Dataset content =>
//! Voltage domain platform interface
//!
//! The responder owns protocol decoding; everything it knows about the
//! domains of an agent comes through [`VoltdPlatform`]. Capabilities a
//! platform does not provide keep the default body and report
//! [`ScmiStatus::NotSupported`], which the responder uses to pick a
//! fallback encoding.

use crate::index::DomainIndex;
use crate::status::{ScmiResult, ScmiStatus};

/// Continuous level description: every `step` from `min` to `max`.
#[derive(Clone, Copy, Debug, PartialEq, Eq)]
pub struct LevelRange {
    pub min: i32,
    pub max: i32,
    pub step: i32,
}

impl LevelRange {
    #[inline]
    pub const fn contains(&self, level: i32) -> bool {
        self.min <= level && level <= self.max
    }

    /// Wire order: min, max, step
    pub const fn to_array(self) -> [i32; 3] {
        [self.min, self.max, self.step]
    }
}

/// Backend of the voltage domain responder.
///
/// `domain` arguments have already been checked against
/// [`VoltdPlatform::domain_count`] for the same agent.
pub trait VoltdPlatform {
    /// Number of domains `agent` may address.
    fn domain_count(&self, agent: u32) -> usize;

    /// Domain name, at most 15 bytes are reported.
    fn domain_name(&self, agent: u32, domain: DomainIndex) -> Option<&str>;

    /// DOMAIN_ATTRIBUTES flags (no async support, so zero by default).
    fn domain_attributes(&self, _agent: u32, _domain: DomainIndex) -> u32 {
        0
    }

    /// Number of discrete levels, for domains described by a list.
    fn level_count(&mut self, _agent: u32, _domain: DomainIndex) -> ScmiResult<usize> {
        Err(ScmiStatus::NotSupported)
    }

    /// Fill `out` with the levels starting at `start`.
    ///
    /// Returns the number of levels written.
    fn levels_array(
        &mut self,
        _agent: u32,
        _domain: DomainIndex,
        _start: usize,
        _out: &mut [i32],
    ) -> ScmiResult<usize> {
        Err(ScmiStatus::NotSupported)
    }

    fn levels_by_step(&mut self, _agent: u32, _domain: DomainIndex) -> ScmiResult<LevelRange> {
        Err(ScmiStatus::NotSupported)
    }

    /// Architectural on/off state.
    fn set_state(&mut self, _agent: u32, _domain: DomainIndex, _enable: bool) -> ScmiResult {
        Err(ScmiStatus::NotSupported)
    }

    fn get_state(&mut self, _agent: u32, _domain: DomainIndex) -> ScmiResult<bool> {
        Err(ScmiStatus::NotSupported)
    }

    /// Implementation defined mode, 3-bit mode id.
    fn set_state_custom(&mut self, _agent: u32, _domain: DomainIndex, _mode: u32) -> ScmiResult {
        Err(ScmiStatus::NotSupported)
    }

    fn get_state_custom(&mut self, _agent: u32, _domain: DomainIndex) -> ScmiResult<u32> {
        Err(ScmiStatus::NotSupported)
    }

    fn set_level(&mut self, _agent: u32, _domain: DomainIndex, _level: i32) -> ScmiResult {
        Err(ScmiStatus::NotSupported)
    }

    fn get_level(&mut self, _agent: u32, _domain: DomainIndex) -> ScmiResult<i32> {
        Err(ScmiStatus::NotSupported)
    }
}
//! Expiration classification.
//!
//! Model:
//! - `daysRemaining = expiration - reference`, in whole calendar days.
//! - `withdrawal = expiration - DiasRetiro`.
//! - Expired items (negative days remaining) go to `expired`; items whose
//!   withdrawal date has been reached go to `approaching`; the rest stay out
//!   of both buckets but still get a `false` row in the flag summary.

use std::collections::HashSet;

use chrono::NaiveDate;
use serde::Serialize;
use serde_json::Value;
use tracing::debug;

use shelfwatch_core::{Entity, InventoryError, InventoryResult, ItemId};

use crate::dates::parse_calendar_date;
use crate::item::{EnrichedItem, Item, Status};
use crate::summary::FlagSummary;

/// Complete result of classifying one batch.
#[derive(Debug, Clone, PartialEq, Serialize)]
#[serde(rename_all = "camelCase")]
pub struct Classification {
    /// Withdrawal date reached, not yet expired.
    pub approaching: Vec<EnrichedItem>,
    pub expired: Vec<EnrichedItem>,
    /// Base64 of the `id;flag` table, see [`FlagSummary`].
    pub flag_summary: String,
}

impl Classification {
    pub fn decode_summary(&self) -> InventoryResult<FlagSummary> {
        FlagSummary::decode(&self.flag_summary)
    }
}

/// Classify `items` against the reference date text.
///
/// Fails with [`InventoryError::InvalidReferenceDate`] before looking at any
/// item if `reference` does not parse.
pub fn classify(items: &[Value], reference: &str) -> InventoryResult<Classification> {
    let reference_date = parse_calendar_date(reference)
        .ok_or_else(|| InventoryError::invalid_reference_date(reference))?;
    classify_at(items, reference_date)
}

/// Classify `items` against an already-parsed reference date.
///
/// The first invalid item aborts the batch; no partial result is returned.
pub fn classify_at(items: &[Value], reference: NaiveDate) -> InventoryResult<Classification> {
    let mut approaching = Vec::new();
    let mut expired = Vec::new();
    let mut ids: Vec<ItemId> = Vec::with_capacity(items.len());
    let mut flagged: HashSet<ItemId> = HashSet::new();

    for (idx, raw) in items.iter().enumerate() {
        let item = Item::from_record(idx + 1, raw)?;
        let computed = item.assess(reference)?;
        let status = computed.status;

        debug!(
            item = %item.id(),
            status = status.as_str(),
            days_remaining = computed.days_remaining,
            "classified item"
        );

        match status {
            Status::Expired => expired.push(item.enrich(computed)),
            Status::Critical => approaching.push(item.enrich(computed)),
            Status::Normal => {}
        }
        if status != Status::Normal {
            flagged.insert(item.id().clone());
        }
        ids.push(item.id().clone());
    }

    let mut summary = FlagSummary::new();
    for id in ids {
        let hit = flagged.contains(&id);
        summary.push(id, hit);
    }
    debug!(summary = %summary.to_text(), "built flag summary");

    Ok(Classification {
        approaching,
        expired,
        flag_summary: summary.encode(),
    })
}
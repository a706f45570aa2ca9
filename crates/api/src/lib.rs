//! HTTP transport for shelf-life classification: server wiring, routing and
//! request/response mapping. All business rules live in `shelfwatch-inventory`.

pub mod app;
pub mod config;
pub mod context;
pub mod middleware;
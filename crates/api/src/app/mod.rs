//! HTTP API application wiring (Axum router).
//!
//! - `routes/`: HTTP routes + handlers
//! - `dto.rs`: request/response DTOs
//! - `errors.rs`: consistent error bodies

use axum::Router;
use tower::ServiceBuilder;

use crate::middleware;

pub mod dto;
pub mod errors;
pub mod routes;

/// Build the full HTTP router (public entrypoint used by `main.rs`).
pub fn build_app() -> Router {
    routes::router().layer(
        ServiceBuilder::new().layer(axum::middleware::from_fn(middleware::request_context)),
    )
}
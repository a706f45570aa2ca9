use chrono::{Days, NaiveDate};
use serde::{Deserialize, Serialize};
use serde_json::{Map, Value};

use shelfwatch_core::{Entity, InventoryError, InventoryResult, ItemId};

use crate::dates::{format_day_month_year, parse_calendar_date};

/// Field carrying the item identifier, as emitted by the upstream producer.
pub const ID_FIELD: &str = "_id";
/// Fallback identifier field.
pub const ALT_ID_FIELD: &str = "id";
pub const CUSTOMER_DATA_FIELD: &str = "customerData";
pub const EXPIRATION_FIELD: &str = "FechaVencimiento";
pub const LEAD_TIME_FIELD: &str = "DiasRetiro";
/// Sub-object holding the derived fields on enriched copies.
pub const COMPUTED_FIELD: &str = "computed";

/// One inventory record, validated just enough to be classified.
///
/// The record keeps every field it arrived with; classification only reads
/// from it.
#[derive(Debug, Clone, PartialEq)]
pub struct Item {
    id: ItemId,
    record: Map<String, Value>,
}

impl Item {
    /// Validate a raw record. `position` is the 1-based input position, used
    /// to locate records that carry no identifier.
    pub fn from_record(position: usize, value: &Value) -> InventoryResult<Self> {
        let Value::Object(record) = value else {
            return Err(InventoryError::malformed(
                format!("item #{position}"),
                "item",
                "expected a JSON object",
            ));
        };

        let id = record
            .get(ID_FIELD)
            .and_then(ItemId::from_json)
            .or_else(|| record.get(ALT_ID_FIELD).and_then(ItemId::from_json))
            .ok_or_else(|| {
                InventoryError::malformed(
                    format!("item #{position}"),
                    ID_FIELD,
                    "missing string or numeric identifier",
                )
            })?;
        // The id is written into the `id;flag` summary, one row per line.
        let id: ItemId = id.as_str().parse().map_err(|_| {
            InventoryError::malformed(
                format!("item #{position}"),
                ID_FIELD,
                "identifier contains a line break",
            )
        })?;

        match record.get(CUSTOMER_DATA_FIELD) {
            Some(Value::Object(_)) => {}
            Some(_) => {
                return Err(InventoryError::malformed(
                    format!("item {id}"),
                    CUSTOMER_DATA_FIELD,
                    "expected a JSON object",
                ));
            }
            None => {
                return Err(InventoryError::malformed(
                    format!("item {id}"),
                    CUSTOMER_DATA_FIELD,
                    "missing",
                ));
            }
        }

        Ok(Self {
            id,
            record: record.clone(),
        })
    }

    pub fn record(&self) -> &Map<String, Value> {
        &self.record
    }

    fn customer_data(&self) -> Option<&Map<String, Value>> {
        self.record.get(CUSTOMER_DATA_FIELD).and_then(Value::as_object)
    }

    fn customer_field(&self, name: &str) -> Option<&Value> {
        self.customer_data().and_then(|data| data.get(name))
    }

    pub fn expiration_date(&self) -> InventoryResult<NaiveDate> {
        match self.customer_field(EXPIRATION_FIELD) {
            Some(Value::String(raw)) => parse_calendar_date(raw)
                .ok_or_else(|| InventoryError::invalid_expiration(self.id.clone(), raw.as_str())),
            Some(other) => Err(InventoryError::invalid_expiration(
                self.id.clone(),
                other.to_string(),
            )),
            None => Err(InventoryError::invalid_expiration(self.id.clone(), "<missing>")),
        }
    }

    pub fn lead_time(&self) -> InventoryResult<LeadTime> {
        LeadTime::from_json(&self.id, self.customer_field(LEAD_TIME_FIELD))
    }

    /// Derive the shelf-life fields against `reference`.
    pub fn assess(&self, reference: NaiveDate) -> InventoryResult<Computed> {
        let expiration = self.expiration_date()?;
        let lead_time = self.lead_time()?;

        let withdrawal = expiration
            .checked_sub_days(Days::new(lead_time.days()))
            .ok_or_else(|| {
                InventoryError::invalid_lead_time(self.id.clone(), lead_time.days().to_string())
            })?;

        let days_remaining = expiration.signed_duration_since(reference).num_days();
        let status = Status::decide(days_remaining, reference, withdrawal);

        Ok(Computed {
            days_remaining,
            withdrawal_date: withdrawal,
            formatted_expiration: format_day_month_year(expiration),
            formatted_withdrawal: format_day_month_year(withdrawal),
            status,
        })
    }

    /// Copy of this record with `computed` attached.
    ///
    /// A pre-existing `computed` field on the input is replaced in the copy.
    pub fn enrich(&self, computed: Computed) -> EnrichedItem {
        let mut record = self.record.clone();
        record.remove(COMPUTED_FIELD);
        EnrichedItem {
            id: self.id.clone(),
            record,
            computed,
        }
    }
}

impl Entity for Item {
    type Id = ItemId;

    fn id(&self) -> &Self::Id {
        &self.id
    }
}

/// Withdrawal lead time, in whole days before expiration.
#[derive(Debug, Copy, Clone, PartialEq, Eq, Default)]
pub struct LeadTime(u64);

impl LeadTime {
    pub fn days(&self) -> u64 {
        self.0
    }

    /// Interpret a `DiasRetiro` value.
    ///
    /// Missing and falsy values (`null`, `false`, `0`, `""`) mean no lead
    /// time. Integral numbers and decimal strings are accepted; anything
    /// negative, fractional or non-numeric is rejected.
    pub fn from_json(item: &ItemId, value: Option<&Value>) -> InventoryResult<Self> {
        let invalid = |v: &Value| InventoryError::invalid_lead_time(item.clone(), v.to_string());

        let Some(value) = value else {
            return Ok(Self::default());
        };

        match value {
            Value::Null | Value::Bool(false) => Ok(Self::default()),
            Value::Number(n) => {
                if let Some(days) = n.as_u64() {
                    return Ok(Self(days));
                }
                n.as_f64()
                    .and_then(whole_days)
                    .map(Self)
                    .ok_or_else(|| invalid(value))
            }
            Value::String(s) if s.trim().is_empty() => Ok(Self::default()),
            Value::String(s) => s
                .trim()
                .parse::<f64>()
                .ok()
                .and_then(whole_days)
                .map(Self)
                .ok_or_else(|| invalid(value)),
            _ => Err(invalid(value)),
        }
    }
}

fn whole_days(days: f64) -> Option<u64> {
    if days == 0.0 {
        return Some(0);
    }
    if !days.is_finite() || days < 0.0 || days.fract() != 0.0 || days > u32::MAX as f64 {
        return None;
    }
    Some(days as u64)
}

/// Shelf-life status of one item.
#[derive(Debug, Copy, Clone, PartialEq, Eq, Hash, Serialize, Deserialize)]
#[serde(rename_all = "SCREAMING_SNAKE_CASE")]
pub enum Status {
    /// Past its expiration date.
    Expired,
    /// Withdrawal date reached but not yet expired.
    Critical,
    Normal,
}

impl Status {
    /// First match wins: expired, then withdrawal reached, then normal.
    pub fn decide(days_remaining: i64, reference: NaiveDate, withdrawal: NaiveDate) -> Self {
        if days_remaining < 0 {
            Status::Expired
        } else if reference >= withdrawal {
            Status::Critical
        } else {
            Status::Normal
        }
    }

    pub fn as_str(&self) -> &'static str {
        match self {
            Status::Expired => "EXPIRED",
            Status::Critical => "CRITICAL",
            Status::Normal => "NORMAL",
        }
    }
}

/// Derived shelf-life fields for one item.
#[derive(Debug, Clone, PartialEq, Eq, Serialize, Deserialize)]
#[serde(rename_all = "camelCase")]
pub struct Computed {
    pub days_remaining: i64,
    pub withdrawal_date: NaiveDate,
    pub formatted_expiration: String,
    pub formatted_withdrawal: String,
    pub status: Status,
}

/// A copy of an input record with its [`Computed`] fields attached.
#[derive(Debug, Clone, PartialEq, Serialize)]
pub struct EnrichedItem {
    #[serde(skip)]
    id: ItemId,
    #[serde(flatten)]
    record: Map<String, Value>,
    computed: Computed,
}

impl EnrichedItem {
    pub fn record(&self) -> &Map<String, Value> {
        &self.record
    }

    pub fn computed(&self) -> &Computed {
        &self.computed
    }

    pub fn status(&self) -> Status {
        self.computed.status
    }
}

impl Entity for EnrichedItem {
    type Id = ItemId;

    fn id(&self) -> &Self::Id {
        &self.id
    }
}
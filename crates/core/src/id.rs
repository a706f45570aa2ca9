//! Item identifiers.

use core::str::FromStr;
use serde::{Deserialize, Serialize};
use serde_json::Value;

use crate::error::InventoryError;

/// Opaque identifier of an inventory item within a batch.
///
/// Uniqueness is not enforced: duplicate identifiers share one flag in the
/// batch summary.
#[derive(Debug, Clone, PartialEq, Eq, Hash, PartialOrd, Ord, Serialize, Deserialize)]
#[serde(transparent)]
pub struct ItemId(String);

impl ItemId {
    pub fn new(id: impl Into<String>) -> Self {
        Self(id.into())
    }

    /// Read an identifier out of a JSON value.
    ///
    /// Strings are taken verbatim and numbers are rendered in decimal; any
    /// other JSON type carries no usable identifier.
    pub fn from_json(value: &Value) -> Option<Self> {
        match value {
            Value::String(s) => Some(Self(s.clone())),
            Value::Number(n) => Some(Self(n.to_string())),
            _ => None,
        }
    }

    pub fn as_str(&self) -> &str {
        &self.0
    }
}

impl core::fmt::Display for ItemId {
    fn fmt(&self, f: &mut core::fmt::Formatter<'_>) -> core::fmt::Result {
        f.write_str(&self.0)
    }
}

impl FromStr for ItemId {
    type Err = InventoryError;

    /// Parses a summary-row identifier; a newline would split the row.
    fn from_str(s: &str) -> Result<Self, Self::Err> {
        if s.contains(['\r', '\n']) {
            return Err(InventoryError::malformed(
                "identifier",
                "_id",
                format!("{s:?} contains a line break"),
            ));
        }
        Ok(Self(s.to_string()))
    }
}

Directions for this task =>
Copy out the lines above exactly, beginning at the one that contains "pub fn classify(items: &[Value], reference: &str)" and ending at the one that contains "pub mod middleware;".

Solved exercise =>
pub fn classify(items: &[Value], reference: &str) -> InventoryResult<Classification> {
    let reference_date = parse_calendar_date(reference)
        .ok_or_else(|| InventoryError::invalid_reference_date(reference))?;
    classify_at(items, reference_date)
}

/// Classify `items` against an already-parsed reference date.
///
/// The first invalid item aborts the batch; no partial result is returned.
pub fn classify_at(items: &[Value], reference: NaiveDate) -> InventoryResult<Classification> {
    let mut approaching = Vec::new();
    let mut expired = Vec::new();
    let mut ids: Vec<ItemId> = Vec::with_capacity(items.len());
    let mut flagged: HashSet<ItemId> = HashSet::new();

    for (idx, raw) in items.iter().enumerate() {
        let item = Item::from_record(idx + 1, raw)?;
        let computed = item.assess(reference)?;
        let status = computed.status;

        debug!(
            item = %item.id(),
            status = status.as_str(),
            days_remaining = computed.days_remaining,
            "classified item"
        );

        match status {
            Status::Expired => expired.push(item.enrich(computed)),
            Status::Critical => approaching.push(item.enrich(computed)),
            Status::Normal => {}
        }
        if status != Status::Normal {
            flagged.insert(item.id().clone());
        }
        ids.push(item.id().clone());
    }

    let mut summary = FlagSummary::new();
    for id in ids {
        let hit = flagged.contains(&id);
        summary.push(id, hit);
    }
    debug!(summary = %summary.to_text(), "built flag summary");

    Ok(Classification {
        approaching,
        expired,
        flag_summary: summary.encode(),
    })
}
repository a706f45570aa2ca9
filename crates/api/src/lib.rs
//! HTTP transport for shelf-life classification: server wiring, routing and
//! request/response mapping. All business rules live in `shelfwatch-inventory`.

pub mod app;
pub mod config;
pub mod context;
pub mod middleware;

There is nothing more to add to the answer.